Le long mouvement « social » contre la « loi-travail » – dite « El Khomri » – qui fait déjà de ce printemps français 2016 une nouvelle référence calendaire pour les amis d’une insurrection toujours à venir, pose sans doute plus de questions qu’il n’en résout. Il laisse en tout cas pour partie déconstruites quelques intuitions que la grammaire postmoderne véhicule, depuis des années, sur la fin du sujet, de l’histoire ou du politique.
« Nuit debout » fut son lever de
rideau. Une montée en masse au contenu « démocratique » qui, le temps de
s’éprouver à la lueur des lanternes d’une République à refonder, fit
suffisamment illusion pour faire venir à elle, à la tombée des jours, un
sujet-foule dont les Indignados de 2011 restaient une représentation modélique et, sans rire, pour beaucoup, Podemos
un débouché politique.

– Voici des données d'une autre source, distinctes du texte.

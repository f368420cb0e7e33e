//! Error types for the client.

use pop_core::{Address, CanonicalizeError, ChainId, ContentDigest};
use pop_ledger::LedgerError;
use pop_store::StoreError;
use thiserror::Error;

/// Errors that can occur during client operations.
#[derive(Debug, Error)]
pub enum ClientError {
    /// The content could not be read or decoded.
    #[error("canonicalization failed: {0}")]
    Canonicalize(#[from] CanonicalizeError),

    /// The digest already has an owner. Expected outcome, never retried.
    #[error("{digest} already registered by {owner} at {timestamp}")]
    AlreadyRegistered {
        digest: ContentDigest,
        owner: Address,
        timestamp: u64,
    },

    /// The signer is on a different network than the registry.
    #[error("wrong network: expected chain {expected}, signer is on {actual}")]
    WrongNetwork { expected: ChainId, actual: ChainId },

    /// Transport failure talking to a remote service.
    #[error("network error: {0}")]
    Network(String),

    /// The ledger refused or failed the call.
    #[error("ledger error: {0}")]
    Ledger(#[from] LedgerError),

    /// The metadata store returned something unusable.
    #[error("metadata error: {0}")]
    Metadata(String),

    /// The content generator refused or returned nothing usable.
    #[error("generation error: {0}")]
    Generation(String),

    /// Mirror storage failed.
    #[error("store error: {0}")]
    Store(#[from] StoreError),

    /// The request is missing something it needs.
    #[error("invalid request: {0}")]
    InvalidRequest(String),

    /// Configuration is incomplete or inconsistent.
    #[error("configuration error: {0}")]
    Config(String),
}

impl ClientError {
    /// Whether restarting the whole registration may succeed.
    pub fn is_transient(&self) -> bool {
        matches!(
            self,
            ClientError::Network(_)
                | ClientError::Ledger(LedgerError::InvalidNonce { .. })
                | ClientError::Ledger(LedgerError::Store(_))
        )
    }

    /// Short message suitable for showing to a person.
    pub fn user_message(&self) -> String {
        match self {
            ClientError::Canonicalize(_) => "unable to process this file".to_string(),
            ClientError::AlreadyRegistered { .. } => "content already registered".to_string(),
            ClientError::WrongNetwork { expected, .. } => {
                format!("wrong network, switch to chain {}", expected)
            }
            ClientError::InvalidRequest(reason) => reason.clone(),
            ClientError::Config(reason) => format!("configuration problem: {}", reason),
            ClientError::Generation(reason) => format!("content generation failed: {}", reason),
            err if err.is_transient() => "network problem, please try again".to_string(),
            err => format!("registration failed: {}", err),
        }
    }
}

impl From<reqwest::Error> for ClientError {
    fn from(err: reqwest::Error) -> Self {
        if err.is_decode() {
            ClientError::Metadata(err.to_string())
        } else {
            ClientError::Network(err.to_string())
        }
    }
}

/// Result type for client operations.
pub type Result<T> = std::result::Result<T, ClientError>;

D’où l’intérêt sans doute exagéré que cette
multitude sans autre point d’ancrage que celui qui leur était imparti
(la « place ») suscita dans les médias et chez les adeptes de l’

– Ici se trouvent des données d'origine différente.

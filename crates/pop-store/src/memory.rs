//! In-memory implementation of the store traits.
//!
//! This is primarily for testing. It has the same semantics as SQLite
//! but keeps everything in memory with no persistence.

use std::collections::HashMap;
use std::sync::RwLock;

use async_trait::async_trait;

use pop_core::{
    Address, ContentDigest, LoggedEvent, ProofRecord, ProofRegistered, TransactionReceipt, TxHash,
    ALREADY_REGISTERED_REASON,
};

use crate::error::Result;
use crate::traits::{
    newest_first, ChainHead, InsertResult, MirrorStore, ProofStore, ProofSummary,
    TransactionRecord,
};

/// In-memory store implementation.
///
/// All data is lost when the store is dropped. Thread-safe via RwLock.
pub struct MemoryStore {
    inner: RwLock<MemoryStoreInner>,
}

#[derive(Default)]
struct MemoryStoreInner {
    /// Registry records by digest.
    proofs: HashMap<ContentDigest, ProofRecord>,

    /// Event log; index `i` holds sequence `i + 1`.
    events: Vec<LoggedEvent>,

    /// Transaction receipts by hash.
    receipts: HashMap<TxHash, TransactionReceipt>,

    /// Highest consumed nonce per sender.
    nonces: HashMap<Address, u64>,

    head: Option<ChainHead>,

    /// Mirror rows by fingerprint.
    mirror: HashMap<ContentDigest, ProofSummary>,

    cursors: HashMap<String, u64>,
}

impl MemoryStoreInner {
    fn record(&mut self, record: &TransactionRecord) {
        let receipt = &record.receipt;

        let nonce = self.nonces.entry(receipt.from).or_insert(record.nonce);
        *nonce = (*nonce).max(record.nonce);

        self.head = Some(ChainHead {
            block_number: receipt.block_number,
            block_timestamp: receipt.block_timestamp,
        });
        self.receipts.insert(receipt.tx_hash, receipt.clone());
    }
}

impl MemoryStore {
    /// Create a new empty in-memory store.
    pub fn new() -> Self {
        Self {
            inner: RwLock::new(MemoryStoreInner::default()),
        }
    }
}

impl Default for MemoryStore {
    fn default() -> Self {
        Self::new()
    }
}

#[async_trait]
impl ProofStore for MemoryStore {
    async fn commit_registration(
        &self,
        event: &ProofRegistered,
        record: &TransactionRecord,
    ) -> Result<InsertResult> {
        let mut inner = self.inner.write()?;

        if let Some(existing) = inner.proofs.get(&event.digest).cloned() {
            inner.record(&record.reverted(ALREADY_REGISTERED_REASON));
            return Ok(InsertResult::AlreadyExists { existing });
        }

        let sequence = inner.events.len() as u64 + 1;
        inner.proofs.insert(event.digest, event.record());
        inner.events.push(LoggedEvent {
            sequence,
            block_number: record.receipt.block_number,
            tx_hash: record.receipt.tx_hash,
            event: event.clone(),
        });
        inner.record(record);

        Ok(InsertResult::Inserted { sequence })
    }

    async fn get_proof(&self, digest: &ContentDigest) -> Result<Option<ProofRecord>> {
        let inner = self.inner.read()?;
        Ok(inner.proofs.get(digest).cloned())
    }

    async fn proof_count(&self) -> Result<u64> {
        let inner = self.inner.read()?;
        Ok(inner.proofs.len() as u64)
    }

    async fn events_since(&self, after: u64, limit: usize) -> Result<Vec<LoggedEvent>> {
        let inner = self.inner.read()?;
        let start = usize::try_from(after).unwrap_or(usize::MAX);
        Ok(inner.events.iter().skip(start).take(limit).cloned().collect())
    }

    async fn latest_sequence(&self) -> Result<u64> {
        let inner = self.inner.read()?;
        Ok(inner.events.len() as u64)
    }

    async fn record_transaction(&self, record: &TransactionRecord) -> Result<()> {
        self.inner.write()?.record(record);
        Ok(())
    }

    async fn get_receipt(&self, tx_hash: &TxHash) -> Result<Option<TransactionReceipt>> {
        let inner = self.inner.read()?;
        Ok(inner.receipts.get(tx_hash).cloned())
    }

    async fn next_nonce(&self, address: &Address) -> Result<u64> {
        let inner = self.inner.read()?;
        Ok(inner.nonces.get(address).map(|n| n + 1).unwrap_or(0))
    }

    async fn chain_head(&self) -> Result<Option<ChainHead>> {
        let inner = self.inner.read()?;
        Ok(inner.head)
    }
}

#[async_trait]
impl MirrorStore for MemoryStore {
    async fn upsert_summary(&self, summary: &ProofSummary) -> Result<()> {
        let mut inner = self.inner.write()?;
        inner
            .mirror
            .entry(summary.fingerprint)
            .and_modify(|row| row.merge(summary))
            .or_insert_with(|| summary.clone());
        Ok(())
    }

    async fn find_by_fingerprint(&self, fingerprint: &ContentDigest) -> Result<Option<ProofSummary>> {
        let inner = self.inner.read()?;
        Ok(inner.mirror.get(fingerprint).cloned())
    }

    async fn list_by_owner(&self, owner: &Address) -> Result<Vec<ProofSummary>> {
        let inner = self.inner.read()?;
        let mut rows: Vec<ProofSummary> = inner
            .mirror
            .values()
            .filter(|row| &row.owner == owner)
            .cloned()
            .collect();
        rows.sort_by(newest_first);
        Ok(rows)
    }

    async fn summary_count(&self) -> Result<u64> {
        let inner = self.inner.read()?;
        Ok(inner.mirror.len() as u64)
    }

    async fn get_cursor(&self, name: &str) -> Result<u64> {
        let inner = self.inner.read()?;
        Ok(inner.cursors.get(name).copied().unwrap_or(0))
    }

    async fn set_cursor(&self, name: &str, sequence: u64) -> Result<()> {
        let mut inner = self.inner.write()?;
        inner.cursors.insert(name.to_string(), sequence);
        Ok(())
    }
}

#[cfg(test)]
mod tests {
    use super::*;
    use pop_core::TxStatus;

    fn registration(digest: u8, owner: u8, timestamp: u64) -> ProofRegistered {
        ProofRegistered {
            digest: ContentDigest::from_bytes([digest; 32]),
            owner: Address::from_bytes([owner; 20]),
            timestamp,
            metadata_pointer: format!("ptr-{}", digest),
        }
    }

    fn carrying(event: &ProofRegistered, n: u8) -> TransactionRecord {
        TransactionRecord {
            receipt: TransactionReceipt {
                tx_hash: TxHash::from_bytes([n; 32]),
                block_number: n as u64,
                block_timestamp: event.timestamp,
                from: event.owner,
                status: TxStatus::Success,
                events: vec![event.clone()],
            },
            nonce: n as u64,
        }
    }

    #[tokio::test]
    async fn test_first_writer_wins() {
        let store = MemoryStore::new();
        let first = registration(1, 0xaa, 100);
        let mut second = registration(1, 0xbb, 200);
        second.metadata_pointer = "ptr-other".into();

        let r1 = store.commit_registration(&first, &carrying(&first, 1)).await.unwrap();
        assert_eq!(r1, InsertResult::Inserted { sequence: 1 });

        let r2 = store.commit_registration(&second, &carrying(&second, 2)).await.unwrap();
        assert_eq!(r2, InsertResult::AlreadyExists { existing: first.record() });

        let reverted = store.get_receipt(&TxHash::from_bytes([2; 32])).await.unwrap().unwrap();
        assert_eq!(reverted.revert_reason(), Some(ALREADY_REGISTERED_REASON));
        assert!(reverted.events.is_empty());
        assert_eq!(store.next_nonce(&second.owner).await.unwrap(), 3);

        let stored = store.get_proof(&first.digest).await.unwrap().unwrap();
        assert_eq!(stored.owner, first.owner);
        assert_eq!(stored.metadata_pointer, "ptr-1");
        assert_eq!(store.latest_sequence().await.unwrap(), 1);
    }

    #[tokio::test]
    async fn test_events_since_pages() {
        let store = MemoryStore::new();
        for i in 1..=5u8 {
            let event = registration(i, 1, 100 + i as u64);
            store.commit_registration(&event, &carrying(&event, i)).await.unwrap();
        }

        let page = store.events_since(0, 2).await.unwrap();
        assert_eq!(page.iter().map(|e| e.sequence).collect::<Vec<_>>(), vec![1, 2]);

        let rest = store.events_since(2, 100).await.unwrap();
        assert_eq!(rest.iter().map(|e| e.sequence).collect::<Vec<_>>(), vec![3, 4, 5]);

        assert!(store.events_since(5, 10).await.unwrap().is_empty());
        assert!(store.events_since(u64::MAX, 10).await.unwrap().is_empty());
    }

    #[tokio::test]
    async fn test_nonces_and_head() {
        let store = MemoryStore::new();
        let sender = Address::from_bytes([7; 20]);
        assert_eq!(store.next_nonce(&sender).await.unwrap(), 0);
        assert!(store.chain_head().await.unwrap().is_none());

        let receipt = TransactionReceipt {
            tx_hash: TxHash::from_bytes([9; 32]),
            block_number: 1,
            block_timestamp: 1_700_000_000,
            from: sender,
            status: TxStatus::Success,
            events: Vec::new(),
        };
        store
            .record_transaction(&TransactionRecord { receipt: receipt.clone(), nonce: 0 })
            .await
            .unwrap();

        assert_eq!(store.next_nonce(&sender).await.unwrap(), 1);
        assert_eq!(
            store.chain_head().await.unwrap(),
            Some(ChainHead { block_number: 1, block_timestamp: 1_700_000_000 })
        );
        assert_eq!(store.get_receipt(&receipt.tx_hash).await.unwrap(), Some(receipt));
    }

    #[tokio::test]
    async fn test_mirror_list_by_owner() {
        let store = MemoryStore::new();
        for (i, ts) in [(1u8, 300u64), (2, 100), (3, 200)] {
            let event = LoggedEvent {
                sequence: i as u64,
                block_number: i as u64,
                tx_hash: TxHash::from_bytes([i; 32]),
                event: registration(i, 0xaa, ts),
            };
            store.upsert_summary(&ProofSummary::from_event(&event)).await.unwrap();
        }
        let other = LoggedEvent {
            sequence: 4,
            block_number: 4,
            tx_hash: TxHash::from_bytes([4; 32]),
            event: registration(4, 0xbb, 400),
        };
        store.upsert_summary(&ProofSummary::from_event(&other)).await.unwrap();

        let rows = store.list_by_owner(&Address::from_bytes([0xaa; 20])).await.unwrap();
        assert_eq!(rows.iter().map(|r| r.timestamp).collect::<Vec<_>>(), vec![300, 200, 100]);
        assert_eq!(store.summary_count().await.unwrap(), 4);
        assert!(store
            .list_by_owner(&Address::from_bytes([0xcc; 20]))
            .await
            .unwrap()
            .is_empty());
    }

    #[tokio::test]
    async fn test_cursor_defaults_to_zero() {
        let store = MemoryStore::new();
        assert_eq!(store.get_cursor("indexer").await.unwrap(), 0);
        store.set_cursor("indexer", 12).await.unwrap();
        assert_eq!(store.get_cursor("indexer").await.unwrap(), 12);
    }
}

« assaut institutionnel » outre-pyrénéen. On n’est pas précurseur pour
rien. Et Lordon se prit pour Iglesias. Le temps d’une fête comme seule
l’époque en offre, préfigurative dans l’intention même qui l’anime d’un
certain vide d’objectifs.
Du côté de la jeunesse dite scolarisée
– ou plutôt dans ses marges, peu politisées mais pas entièrement
lobotomisées – émergèrent quelques « activistes » d’une cause mal
définie, mais dont les refus coalisées de la « loi-travail » pouvaient
faire levier pour exprimer leur mal-être singulier. Ils le firent en
déclarant valoir « mieux que ça ». Comme si les autres – ceux qui se
lèvent pour 1200 euros par mois – valaient moins bien qu’eux ! À moins
que, hypothèse recevable, ils eussent, ce disant, plutôt cherché à
s’adresser, sur un mode subliminal, à cette tranche d’âge qui était la
leur et dont on sait qu’elle est massivement gagnée à l’ordre marchand
et à ses fétiches. Minoritaires dès le début du mouvement et incapables,
par conséquent, à la différence de ce qui se passa lors du mouvement
anti-CPE de 2006, de ne « bloquer » autre chose que des trottoirs – et
encore –, ils n’eurent, après quelques manifs ponctuelles, d’autre
perspective que de rejoindre la républicaine « Nuit debout » pour
communier, à leur manière, dans la grand-messe d’une supposée
réinvention démocratique. Dans l’air, il y avait comme une ivresse de
parole libérée que l’état d’urgence de basse intensité ne réprima pas.
Ce fut certes un début, mais nettement moins prometteur qu’on ne
l’admît, alors, dans les rangs des horizontalistes de la néo-radicalité.
Nous y reviendrons.
Profitant du succès d’une pétition contre
la « loi-travail » diffusée sur Internet, un front intersyndical assez
large se constitua, autour d’une CGT tout juste sortie d’un congrès
houleux où sa base, « radicalisée » à l’extrême dans certains de ses
derniers bastions, avait largement et bruyamment dénoncé les
positionnements timorés de sa direction. Avec SUD, d’un côté, et FO, de
l’autre, les sujets non-sujets d’une lutte de classes apparemment
passée de mode prirent soudain des airs si conquérants que les médias
du consentement, toujours aussi subtils dans le maniement du concept, y
virent, dans leur presque totalité, la réapparition d’un spectre où les
pue-la-sueur, téléguidés par une CGT réinventant l’action directe,
s’apprêtaient à mettre le feu aux poudres. Il y eut, c’est sûr, dans les
salles de rédaction climatisées, quelques bouffées de chaleur. Elles
dictèrent un choix éditorial clair : combattre au canon l’archaïsme du sujet-syndiqué, potentiellement dangereux, en lui opposant la modernité du sujet-foule
de la « Nuit debout », potentiellement inoffensif. Et la ligne fut
tenue, au moins un temps, avant que les apparentements d’une
contestation multiple ne commencent à se brouiller, et avec eux le
jugement binaire d’un quelconque Joffrin.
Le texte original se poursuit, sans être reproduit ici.